I’ve also launched a brand-new monthly feature I’m genuinely excited about: the Research Roundup — ten new studies on the mind that made me stop and think, each explained in plain language with an honest caveat about what it can and can’t show. The response to the first one was wonderful, and it told me something: this is the kind of steady, high-value offering I can sustain, because it draws on the thing I love doing most anyway — reading the science and making sense of it for real people.
In other words, I’m finally delivering the way I always wanted to. And I’m confident I can keep it up.
So here’s what I’ve decided:
I’m gently turning paid subscriptions back on — but I want to be crystal clear about what that does and doesn’t mean:
• Almost everything stays completely free. The weekly essays and the monthly Research Roundup will remain free to everyone. You will not lose access to the work you’ve come here for. That matters deeply to me — I never want money to be the reason someone can’t read something that might help them.
• Paid is simply a way to support the work if it has meant something to you and you’re able to. Think of it less like a paywall and more like pulling up a chair a little closer.

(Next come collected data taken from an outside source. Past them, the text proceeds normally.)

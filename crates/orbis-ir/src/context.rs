use crate::analysis::{Cfg, MemorySsa};
use crate::dialect::{instruction_name, Kind};
use crate::node::{Location, Node, NodeData, Operand, Region, RegionData, UseSite};
use crate::spv::{Op, Section, StorageClass};
use std::cell::RefCell;
use std::collections::HashMap;
use std::rc::Rc;

#[derive(Hash, PartialEq, Eq, Clone)]
enum OpKey {
    Value(Node),
    Int32(i32),
    Int64(i64),
    Bool(bool),
    Float32(u32),
    Float64(u64),
    Str(String),
}

impl OpKey {
    fn of(operand: &Operand) -> OpKey {
        match operand {
            Operand::Value(node) => OpKey::Value(*node),
            Operand::Int32(value) => OpKey::Int32(*value),
            Operand::Int64(value) => OpKey::Int64(*value),
            Operand::Bool(value) => OpKey::Bool(*value),
            Operand::Float32(value) => OpKey::Float32(value.to_bits()),
            Operand::Float64(value) => OpKey::Float64(value.to_bits()),
            Operand::String(value) => OpKey::Str(value.clone()),
        }
    }
}

#[derive(Hash, PartialEq, Eq, Clone)]
struct InternKey {
    kind: Kind,
    op: u32,
    operands: Vec<OpKey>,
}

/// Owning container for one compilation: the node arena, interned types and
/// constants, debug names, module layout sections, and the analysis cache.
pub struct Context {
    nodes: Vec<NodeData>,
    regions: Vec<RegionData>,
    interned: HashMap<InternKey, Node>,
    names: HashMap<Node, String>,
    sections: [Option<Region>; Section::COUNT],
    cfg_cache: RefCell<HashMap<Node, Rc<Cfg>>>,
    memssa_cache: RefCell<HashMap<Node, Rc<MemorySsa>>>,
}

impl Default for Context {
    fn default() -> Context {
        Context::new()
    }
}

• Down the road, I may add a few subscriber-only extras as a thank-you — I'm imagining things like the occasional bonus post, virtual meet-ups, or other ideas I'm still dreaming up. I'm not locking myself into anything yet, and nothing you already love will disappear behind a paywall. But if and when I add these, they'll be a happy bonus for supporters — never the point.

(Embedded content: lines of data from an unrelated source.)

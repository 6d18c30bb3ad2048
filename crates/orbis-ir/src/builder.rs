use crate::context::Context;
use crate::dialect::Kind;
use crate::node::{Location, Node, Operand, Region};
use crate::spv::{Op, StorageClass};

enum InsertPoint {
    /// Append to the end of a region.
    Append(Region),
    /// Insert before a fixed anchor (repeated emissions stay in order).
    Before(Node),
    /// Insert after a moving anchor (repeated emissions stay in order).
    After(Node),
}

/// Instruction cursor. Owns a mutable borrow of the context for its lifetime
/// and inserts every emitted instruction at the cursor position.
pub struct Builder<'a> {
    pub ctx: &'a mut Context,
    point: InsertPoint,
}

impl<'a> Builder<'a> {
    pub fn append(ctx: &'a mut Context, region: Region) -> Builder<'a> {
        Builder {
            ctx,
            point: InsertPoint::Append(region),
        }
    }

    pub fn prepend(ctx: &'a mut Context, region: Region) -> Builder<'a> {
        match ctx.region_first(region) {
            Some(first) => Builder {
                ctx,
                point: InsertPoint::Before(first),
            },
            None => Builder {
                ctx,
                point: InsertPoint::Append(region),
            },
        }
    }

    pub fn before(ctx: &'a mut Context, anchor: Node) -> Builder<'a> {
        Builder {
            ctx,
            point: InsertPoint::Before(anchor),
        }
    }

    pub fn after(ctx: &'a mut Context, anchor: Node) -> Builder<'a> {
        Builder {
            ctx,
            point: InsertPoint::After(anchor),
        }
    }

    fn insert(&mut self, node: Node) {
        match self.point {
            InsertPoint::Append(region) => self.ctx.append(region, node),
            InsertPoint::Before(anchor) => self.ctx.insert_before(anchor, node),
            InsertPoint::After(anchor) => {
                self.ctx.insert_after(anchor, node);
                self.point = InsertPoint::After(node);
            }
        }
    }

    /// Emits a non-value instruction.
    pub fn emit(&mut self, loc: Location, kind: Kind, op: u32, operands: Vec<Operand>) -> Node {
        let node = self.ctx.create(loc, kind, op, false, operands);
        self.insert(node);
        node
    }

    /// Emits a value-producing instruction. By convention its first operand
    /// is the result type (type-declaring ops aside).
    pub fn emit_value(
        &mut self,
        loc: Location,
        kind: Kind,
        op: u32,
        operands: Vec<Operand>,
    ) -> Node {
        let node = self.ctx.create(loc, kind, op, true, operands);
        self.insert(node);
        node
    }

    fn spv(&mut self, loc: Location, op: Op, operands: Vec<Operand>) -> Node {
        self.emit(loc, Kind::Spv, op as u32, operands)
    }

    fn spv_value(&mut self, loc: Location, op: Op, operands: Vec<Operand>) -> Node {
        self.emit_value(loc, Kind::Spv, op as u32, operands)
    }

    // ---- SPIR-V conveniences (the ops the pipeline emits) --------------

    pub fn label(&mut self, loc: Location) -> Node {
        self.spv_value(loc, Op::Label, vec![])
    }

    pub fn branch(&mut self, loc: Location, target: Node) -> Node {
        self.spv(loc, Op::Branch, vec![target.into()])
    }

    pub fn branch_conditional(
        &mut self,
        loc: Location,
        condition: Node,
        if_true: Node,
        if_false: Node,
    ) -> Node {
        self.spv(
            loc,
            Op::BranchConditional,
            vec![condition.into(), if_true.into(), if_false.into()],
        )
    }

    pub fn switch(&mut self, loc: Location, selector: Node, default: Node) -> Node {
        self.spv(loc, Op::Switch, vec![selector.into(), default.into()])
    }

    pub fn selection_merge(&mut self, loc: Location, merge: Node) -> Node {
        self.spv(
            loc,
            Op::SelectionMerge,
            vec![merge.into(), Operand::Int32(crate::spv::SELECTION_CONTROL_NONE)],
        )
    }

    pub fn loop_merge(&mut self, loc: Location, merge: Node, continue_target: Node) -> Node {
        self.spv(
            loc,
            Op::LoopMerge,
            vec![
                merge.into(),
                continue_target.into(),
                Operand::Int32(crate::spv::LOOP_CONTROL_NONE),
            ],
        )
    }

    pub fn ret(&mut self, loc: Location) -> Node {
        self.spv(loc, Op::Return, vec![])
    }

    pub fn unreachable(&mut self, loc: Location) -> Node {
        self.spv(loc, Op::Unreachable, vec![])
    }

    pub fn phi(&mut self, loc: Location, result_type: Node) -> Node {
        self.spv_value(loc, Op::Phi, vec![result_type.into()])
    }

    pub fn undef(&mut self, loc: Location, result_type: Node) -> Node {
        self.spv_value(loc, Op::Undef, vec![result_type.into()])
    }

    pub fn variable(&mut self, loc: Location, pointer_type: Node, storage: StorageClass) -> Node {
        self.spv_value(
            loc,
            Op::Variable,
            vec![pointer_type.into(), Operand::Int32(storage as i32)],
        )
    }

    pub fn load(&mut self, loc: Location, result_type: Node, pointer: Node) -> Node {
        self.spv_value(loc, Op::Load, vec![result_type.into(), pointer.into()])
    }

    pub fn store(&mut self, loc: Location, pointer: Node, value: Node) -> Node {
        self.spv(loc, Op::Store, vec![pointer.into(), value.into()])
    }

    pub fn access_chain(
        &mut self,
        loc: Location,
        result_type: Node,
        base: Node,
        indices: &[Node],
    ) -> Node {
        let mut operands = vec![result_type.into(), base.into()];
        operands.extend(indices.iter().map(|&index| Operand::Value(index)));
        self.spv_value(loc, Op::AccessChain, operands)
    }

    pub fn bitcast(&mut self, loc: Location, result_type: Node, value: Node) -> Node {
        self.spv_value(loc, Op::Bitcast, vec![result_type.into(), value.into()])
    }

    pub fn u_convert(&mut self, loc: Location, result_type: Node, value: Node) -> Node {
        self.spv_value(loc, Op::UConvert, vec![result_type.into(), value.into()])
    }

    pub fn s_convert(&mut self, loc: Location, result_type: Node, value: Node) -> Node {
        self.spv_value(loc, Op::SConvert, vec![result_type.into(), value.into()])
    }

    pub fn f_convert(&mut self, loc: Location, result_type: Node, value: Node) -> Node {
        self.spv_value(loc, Op::FConvert, vec![result_type.into(), value.into()])
    }

    pub fn f_negate(&mut self, loc: Location, result_type: Node, value: Node) -> Node {
        self.spv_value(loc, Op::FNegate, vec![result_type.into(), value.into()])
    }

    pub fn select(
        &mut self,
        loc: Location,
        result_type: Node,
        condition: Node,
        if_true: Node,
        if_false: Node,
    ) -> Node {
        self.spv_value(
            loc,
            Op::Select,
            vec![
                result_type.into(),
                condition.into(),
                if_true.into(),
                if_false.into(),
            ],
        )
    }

    pub fn binary(
        &mut self,
        loc: Location,
        op: Op,
        result_type: Node,
        lhs: Node,
        rhs: Node,
    ) -> Node {
        self.spv_value(loc, op, vec![result_type.into(), lhs.into(), rhs.into()])
    }

    pub fn i_add(&mut self, loc: Location, result_type: Node, lhs: Node, rhs: Node) -> Node {
        self.binary(loc, Op::IAdd, result_type, lhs, rhs)
    }

    pub fn s_less_than(&mut self, loc: Location, result_type: Node, lhs: Node, rhs: Node) -> Node {
        self.binary(loc, Op::SLessThan, result_type, lhs, rhs)
    }

    pub fn composite_construct(
        &mut self,
        loc: Location,
        result_type: Node,
        constituents: &[Node],
    ) -> Node {
        let mut operands = vec![result_type.into()];
        operands.extend(constituents.iter().map(|&node| Operand::Value(node)));
        self.spv_value(loc, Op::CompositeConstruct, operands)
    }

    pub fn composite_extract(
        &mut self,
        loc: Location,
        result_type: Node,
        composite: Node,
        indices: &[i32],
    ) -> Node {
        let mut operands = vec![result_type.into(), composite.into()];
        operands.extend(indices.iter().map(|&index| Operand::Int32(index)));
        self.spv_value(loc, Op::CompositeExtract, operands)
    }

    pub fn function_call(
        &mut self,
        loc: Location,
        result_type: Node,
        function: Node,
        args: &[Node],
    ) -> Node {
        let mut operands = vec![result_type.into(), function.into()];
        operands.extend(args.iter().map(|&arg| Operand::Value(arg)));
        self.spv_value(loc, Op::FunctionCall, operands)
    }

    pub fn name(&mut self, loc: Location, target: Node, name: &str) -> Node {
        self.spv(loc, Op::Name, vec![target.into(), name.into()])
    }
}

Two simple ways to support, if you feel moved to:
Become a paid subscriber. A regular monthly or yearly subscription — the most straightforward way to back this work. (Remember: nothing you love moves behind a paywall. This is support, not a gate.)
Support Scott" — name your own amount. Choose whatever feels right to you — anything from $70/year on up. You're supporting not just this newsletter, but the whole humanistic mission: the writing, the research, and the dreams I'm building. Every bit helps me keep doing the work I love.
Let me be clear: However you show up here — free reader, paid subscriber, or supporter — you're a Transcender to me, and I'm grateful you're here.
And the honest heart of it:
I’ll be honest with you about where I am in my life, as well. Truth is, I’m entering a chapter of my life without much (if any) financial stability, and I genuinely don’t know exactly what comes next. But here’s what I do know, with complete certainty: I love this. I love digging into the research, making sense of it, and sharing it with you. I want to keep writing, keep educating, keep helping people glimpse their own potential — and that part of me isn’t uncertain in the slightest. Your support helps me keep doing the very thing I’m most sure about, in a season when not much else is.
I’m still not in this for the money (though, as I joked in March, I do have rent to pay!). I’m in it because I genuinely want to help you connect with your most alive, creative, fully human self — and to do that, I need this work to be sustainable enough that I can keep showing up for it every week.
If you’re a free subscriber and you stay a free subscriber forever, you are every bit as welcome and valued here. Nothing changes for you, and I mean that. There is zero pressure. But if Beautiful Minds has added something to your life and you’re in a position to support it, your subscription helps me keep the lights on and the essays coming — and I’d be deeply grateful.
Thank you, truly, for being here. I still say it all the time and I still mean it: I have the best readers in the world.